(Collected data)
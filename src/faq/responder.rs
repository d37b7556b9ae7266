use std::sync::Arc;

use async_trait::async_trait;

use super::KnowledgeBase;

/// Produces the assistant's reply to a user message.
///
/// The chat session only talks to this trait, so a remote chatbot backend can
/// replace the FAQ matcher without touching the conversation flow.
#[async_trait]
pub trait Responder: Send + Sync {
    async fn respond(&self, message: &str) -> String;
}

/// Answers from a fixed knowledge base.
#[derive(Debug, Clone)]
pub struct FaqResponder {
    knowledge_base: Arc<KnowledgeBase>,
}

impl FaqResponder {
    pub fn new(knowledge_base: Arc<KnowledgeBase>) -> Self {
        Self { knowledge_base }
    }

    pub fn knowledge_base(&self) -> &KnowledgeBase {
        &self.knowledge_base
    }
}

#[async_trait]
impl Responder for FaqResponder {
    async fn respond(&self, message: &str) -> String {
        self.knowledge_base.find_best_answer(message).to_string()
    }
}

...

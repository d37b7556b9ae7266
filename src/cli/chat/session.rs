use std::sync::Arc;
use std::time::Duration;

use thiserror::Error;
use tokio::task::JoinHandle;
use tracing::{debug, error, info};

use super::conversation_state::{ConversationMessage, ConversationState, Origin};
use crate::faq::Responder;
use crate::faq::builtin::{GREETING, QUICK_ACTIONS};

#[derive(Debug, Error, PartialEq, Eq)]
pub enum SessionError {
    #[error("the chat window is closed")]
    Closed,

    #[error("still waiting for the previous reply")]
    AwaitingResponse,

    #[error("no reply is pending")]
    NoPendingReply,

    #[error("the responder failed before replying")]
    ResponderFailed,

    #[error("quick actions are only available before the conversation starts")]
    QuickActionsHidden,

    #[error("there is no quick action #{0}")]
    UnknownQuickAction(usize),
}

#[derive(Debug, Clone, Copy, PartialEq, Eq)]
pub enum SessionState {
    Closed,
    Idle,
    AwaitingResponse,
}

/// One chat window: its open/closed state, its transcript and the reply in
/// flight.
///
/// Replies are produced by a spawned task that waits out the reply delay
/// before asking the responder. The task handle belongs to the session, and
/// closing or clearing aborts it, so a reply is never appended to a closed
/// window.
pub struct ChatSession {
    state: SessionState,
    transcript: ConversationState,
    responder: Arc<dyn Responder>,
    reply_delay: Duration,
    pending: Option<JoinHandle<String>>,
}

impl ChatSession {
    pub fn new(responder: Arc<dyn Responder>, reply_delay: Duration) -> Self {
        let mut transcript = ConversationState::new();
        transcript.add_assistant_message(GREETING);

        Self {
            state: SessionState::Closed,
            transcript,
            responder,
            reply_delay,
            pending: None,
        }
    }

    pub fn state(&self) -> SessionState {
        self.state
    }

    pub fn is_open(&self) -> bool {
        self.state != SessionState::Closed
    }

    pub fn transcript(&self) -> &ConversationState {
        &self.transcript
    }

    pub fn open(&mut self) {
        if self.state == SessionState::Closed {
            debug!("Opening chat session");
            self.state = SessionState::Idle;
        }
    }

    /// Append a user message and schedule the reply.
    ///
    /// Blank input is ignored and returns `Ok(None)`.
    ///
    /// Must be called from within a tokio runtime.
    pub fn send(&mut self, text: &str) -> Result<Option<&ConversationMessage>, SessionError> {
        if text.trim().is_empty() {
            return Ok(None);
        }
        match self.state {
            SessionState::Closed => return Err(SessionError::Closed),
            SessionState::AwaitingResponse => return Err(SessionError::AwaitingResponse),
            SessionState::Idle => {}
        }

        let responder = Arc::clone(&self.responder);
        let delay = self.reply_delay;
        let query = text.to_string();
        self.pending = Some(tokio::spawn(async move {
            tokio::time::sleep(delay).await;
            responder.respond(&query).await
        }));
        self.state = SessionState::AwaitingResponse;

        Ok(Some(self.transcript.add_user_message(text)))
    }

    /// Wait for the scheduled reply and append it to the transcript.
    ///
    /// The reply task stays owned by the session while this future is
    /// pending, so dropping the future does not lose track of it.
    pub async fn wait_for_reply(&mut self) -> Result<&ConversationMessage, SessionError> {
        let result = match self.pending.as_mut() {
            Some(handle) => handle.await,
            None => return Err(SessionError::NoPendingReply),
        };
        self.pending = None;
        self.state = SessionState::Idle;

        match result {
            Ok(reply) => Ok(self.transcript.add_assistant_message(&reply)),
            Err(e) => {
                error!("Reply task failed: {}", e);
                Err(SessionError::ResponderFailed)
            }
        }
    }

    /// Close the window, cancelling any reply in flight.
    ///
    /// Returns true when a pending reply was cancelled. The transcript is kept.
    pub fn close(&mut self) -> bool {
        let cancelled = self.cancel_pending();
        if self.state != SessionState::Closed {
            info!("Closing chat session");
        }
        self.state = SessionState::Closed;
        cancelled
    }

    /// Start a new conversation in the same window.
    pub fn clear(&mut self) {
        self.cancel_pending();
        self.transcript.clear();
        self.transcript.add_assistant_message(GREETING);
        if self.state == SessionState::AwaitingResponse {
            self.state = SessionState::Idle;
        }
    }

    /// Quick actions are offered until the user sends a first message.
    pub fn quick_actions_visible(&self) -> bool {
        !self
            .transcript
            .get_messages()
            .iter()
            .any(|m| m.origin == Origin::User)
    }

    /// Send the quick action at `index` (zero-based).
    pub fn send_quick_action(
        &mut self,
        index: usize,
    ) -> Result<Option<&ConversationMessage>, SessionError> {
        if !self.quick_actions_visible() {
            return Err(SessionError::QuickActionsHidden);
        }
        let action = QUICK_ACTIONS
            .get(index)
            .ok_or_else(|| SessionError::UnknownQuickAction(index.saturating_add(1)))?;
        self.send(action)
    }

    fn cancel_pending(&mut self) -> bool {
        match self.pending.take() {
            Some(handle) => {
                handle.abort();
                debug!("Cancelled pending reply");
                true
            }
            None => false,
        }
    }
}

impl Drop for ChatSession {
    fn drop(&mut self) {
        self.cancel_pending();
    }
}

Assignment: Both end lines included, restate word for word the lines above from the line with "chat window is" to the line with "pub fn open(&mut", and nothing else.

Task solution:
    #[error("the chat window is closed")]
    Closed,

    #[error("still waiting for the previous reply")]
    AwaitingResponse,

    #[error("no reply is pending")]
    NoPendingReply,

    #[error("the responder failed before replying")]
    ResponderFailed,

    #[error("quick actions are only available before the conversation starts")]
    QuickActionsHidden,

    #[error("there is no quick action #{0}")]
    UnknownQuickAction(usize),
}

#[derive(Debug, Clone, Copy, PartialEq, Eq)]
pub enum SessionState {
    Closed,
    Idle,
    AwaitingResponse,
}

/// One chat window: its open/closed state, its transcript and the reply in
/// flight.
///
/// Replies are produced by a spawned task that waits out the reply delay
/// before asking the responder. The task handle belongs to the session, and
/// closing or clearing aborts it, so a reply is never appended to a closed
/// window.
pub struct ChatSession {
    state: SessionState,
    transcript: ConversationState,
    responder: Arc<dyn Responder>,
    reply_delay: Duration,
    pending: Option<JoinHandle<String>>,
}

impl ChatSession {
    pub fn new(responder: Arc<dyn Responder>, reply_delay: Duration) -> Self {
        let mut transcript = ConversationState::new();
        transcript.add_assistant_message(GREETING);

        Self {
            state: SessionState::Closed,
            transcript,
            responder,
            reply_delay,
            pending: None,
        }
    }

    pub fn state(&self) -> SessionState {
        self.state
    }

    pub fn is_open(&self) -> bool {
        self.state != SessionState::Closed
    }

    pub fn transcript(&self) -> &ConversationState {
        &self.transcript
    }

    pub fn open(&mut self) {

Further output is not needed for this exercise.